# PROBLEM REQUIREMENTS
Make a tally of the lines in the records that include the string "ImportedProject", and give only that number.

━━━━━━━━━━━━━━━━

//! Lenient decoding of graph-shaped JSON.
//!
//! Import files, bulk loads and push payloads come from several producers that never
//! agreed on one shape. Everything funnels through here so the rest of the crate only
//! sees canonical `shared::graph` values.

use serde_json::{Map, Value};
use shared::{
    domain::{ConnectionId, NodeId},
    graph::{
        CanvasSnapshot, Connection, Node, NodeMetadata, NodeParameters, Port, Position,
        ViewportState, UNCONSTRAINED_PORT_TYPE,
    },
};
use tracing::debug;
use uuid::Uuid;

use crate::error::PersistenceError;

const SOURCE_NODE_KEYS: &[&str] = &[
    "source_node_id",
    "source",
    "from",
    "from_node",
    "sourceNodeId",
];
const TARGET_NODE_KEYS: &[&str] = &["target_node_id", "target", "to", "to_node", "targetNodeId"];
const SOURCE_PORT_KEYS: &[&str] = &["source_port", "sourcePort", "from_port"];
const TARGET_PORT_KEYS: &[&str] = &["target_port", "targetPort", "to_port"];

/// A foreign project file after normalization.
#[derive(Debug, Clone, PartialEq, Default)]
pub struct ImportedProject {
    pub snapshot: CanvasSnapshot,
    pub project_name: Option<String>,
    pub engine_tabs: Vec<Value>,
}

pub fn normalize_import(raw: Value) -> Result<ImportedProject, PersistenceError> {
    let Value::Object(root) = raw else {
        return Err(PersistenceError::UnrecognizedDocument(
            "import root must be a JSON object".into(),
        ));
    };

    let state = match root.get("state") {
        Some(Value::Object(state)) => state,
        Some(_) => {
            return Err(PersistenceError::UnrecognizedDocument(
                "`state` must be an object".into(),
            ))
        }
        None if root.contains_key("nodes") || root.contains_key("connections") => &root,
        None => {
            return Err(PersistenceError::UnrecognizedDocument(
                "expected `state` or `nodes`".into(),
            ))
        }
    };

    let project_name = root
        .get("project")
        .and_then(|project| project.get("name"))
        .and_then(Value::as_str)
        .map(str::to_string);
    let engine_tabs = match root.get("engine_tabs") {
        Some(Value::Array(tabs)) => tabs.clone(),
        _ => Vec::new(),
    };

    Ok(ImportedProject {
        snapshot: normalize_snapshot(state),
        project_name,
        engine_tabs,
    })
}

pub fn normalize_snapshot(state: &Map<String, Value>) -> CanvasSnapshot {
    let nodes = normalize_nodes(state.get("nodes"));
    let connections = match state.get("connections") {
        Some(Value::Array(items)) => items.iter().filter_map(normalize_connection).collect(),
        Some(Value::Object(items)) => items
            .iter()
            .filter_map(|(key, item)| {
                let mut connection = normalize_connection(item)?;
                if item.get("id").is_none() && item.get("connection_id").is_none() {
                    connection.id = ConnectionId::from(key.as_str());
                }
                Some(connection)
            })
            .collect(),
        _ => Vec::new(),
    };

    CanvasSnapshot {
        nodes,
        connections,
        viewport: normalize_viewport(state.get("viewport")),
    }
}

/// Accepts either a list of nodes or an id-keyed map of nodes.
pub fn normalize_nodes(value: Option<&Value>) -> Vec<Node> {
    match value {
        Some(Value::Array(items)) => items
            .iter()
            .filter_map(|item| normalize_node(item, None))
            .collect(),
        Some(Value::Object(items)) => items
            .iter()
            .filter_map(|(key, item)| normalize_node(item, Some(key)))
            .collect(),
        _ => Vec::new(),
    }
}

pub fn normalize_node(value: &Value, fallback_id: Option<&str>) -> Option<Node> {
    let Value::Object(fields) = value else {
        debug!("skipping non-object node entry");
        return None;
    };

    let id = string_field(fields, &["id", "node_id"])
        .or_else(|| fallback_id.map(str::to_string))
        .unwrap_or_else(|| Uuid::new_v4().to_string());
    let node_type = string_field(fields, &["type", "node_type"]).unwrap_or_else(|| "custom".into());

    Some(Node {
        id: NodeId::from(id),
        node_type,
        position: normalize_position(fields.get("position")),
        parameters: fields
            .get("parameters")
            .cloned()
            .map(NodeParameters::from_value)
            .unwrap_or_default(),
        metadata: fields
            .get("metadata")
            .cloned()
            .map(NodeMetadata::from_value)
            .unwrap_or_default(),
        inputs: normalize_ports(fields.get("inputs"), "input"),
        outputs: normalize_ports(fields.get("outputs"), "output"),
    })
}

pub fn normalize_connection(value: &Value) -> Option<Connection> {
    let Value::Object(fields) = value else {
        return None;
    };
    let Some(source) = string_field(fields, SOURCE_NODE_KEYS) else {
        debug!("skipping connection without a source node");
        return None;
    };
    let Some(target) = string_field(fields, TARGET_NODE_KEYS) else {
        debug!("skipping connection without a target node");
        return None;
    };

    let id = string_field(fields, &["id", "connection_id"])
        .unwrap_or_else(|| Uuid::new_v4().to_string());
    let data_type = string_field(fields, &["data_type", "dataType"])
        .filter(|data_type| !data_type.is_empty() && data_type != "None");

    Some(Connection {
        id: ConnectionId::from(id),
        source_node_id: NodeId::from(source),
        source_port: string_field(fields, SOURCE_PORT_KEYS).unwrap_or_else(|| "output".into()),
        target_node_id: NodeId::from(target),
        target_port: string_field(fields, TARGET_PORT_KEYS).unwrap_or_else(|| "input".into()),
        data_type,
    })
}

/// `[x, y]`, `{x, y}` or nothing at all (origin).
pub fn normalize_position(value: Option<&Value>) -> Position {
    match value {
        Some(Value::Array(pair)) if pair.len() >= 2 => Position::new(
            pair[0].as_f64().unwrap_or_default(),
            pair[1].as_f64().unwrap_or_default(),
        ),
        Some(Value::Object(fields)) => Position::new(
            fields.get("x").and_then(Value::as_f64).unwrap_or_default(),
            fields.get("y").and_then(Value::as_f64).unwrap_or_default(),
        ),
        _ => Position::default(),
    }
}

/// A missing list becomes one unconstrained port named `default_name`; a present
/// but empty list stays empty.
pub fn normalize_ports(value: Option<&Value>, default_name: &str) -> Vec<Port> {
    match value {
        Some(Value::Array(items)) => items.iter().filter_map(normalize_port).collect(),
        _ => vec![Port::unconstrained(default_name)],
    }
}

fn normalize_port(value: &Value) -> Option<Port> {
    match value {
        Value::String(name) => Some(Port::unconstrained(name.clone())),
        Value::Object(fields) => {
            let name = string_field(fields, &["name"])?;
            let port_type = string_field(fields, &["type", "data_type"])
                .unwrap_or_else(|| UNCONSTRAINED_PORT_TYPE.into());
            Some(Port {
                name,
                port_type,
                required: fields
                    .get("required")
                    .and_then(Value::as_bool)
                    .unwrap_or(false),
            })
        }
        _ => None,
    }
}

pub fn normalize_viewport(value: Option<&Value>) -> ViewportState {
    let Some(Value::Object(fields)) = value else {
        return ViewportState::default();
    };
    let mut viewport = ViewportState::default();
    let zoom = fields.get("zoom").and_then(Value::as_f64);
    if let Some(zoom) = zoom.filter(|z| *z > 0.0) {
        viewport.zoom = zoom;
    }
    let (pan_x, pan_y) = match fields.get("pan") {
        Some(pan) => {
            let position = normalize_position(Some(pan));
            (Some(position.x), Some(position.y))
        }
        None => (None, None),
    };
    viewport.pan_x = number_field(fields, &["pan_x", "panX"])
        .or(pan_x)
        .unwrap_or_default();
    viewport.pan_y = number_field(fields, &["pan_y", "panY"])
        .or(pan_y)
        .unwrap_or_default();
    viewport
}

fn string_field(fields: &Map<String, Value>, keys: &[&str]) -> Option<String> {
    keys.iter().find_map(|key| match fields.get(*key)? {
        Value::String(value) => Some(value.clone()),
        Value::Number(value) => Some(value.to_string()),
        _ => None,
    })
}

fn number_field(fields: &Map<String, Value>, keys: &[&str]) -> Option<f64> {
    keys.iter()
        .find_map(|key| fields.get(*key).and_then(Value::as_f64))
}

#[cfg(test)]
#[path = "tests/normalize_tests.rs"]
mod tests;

━━━━━━━━━━━━━━━━

# TASK SOLUTION
3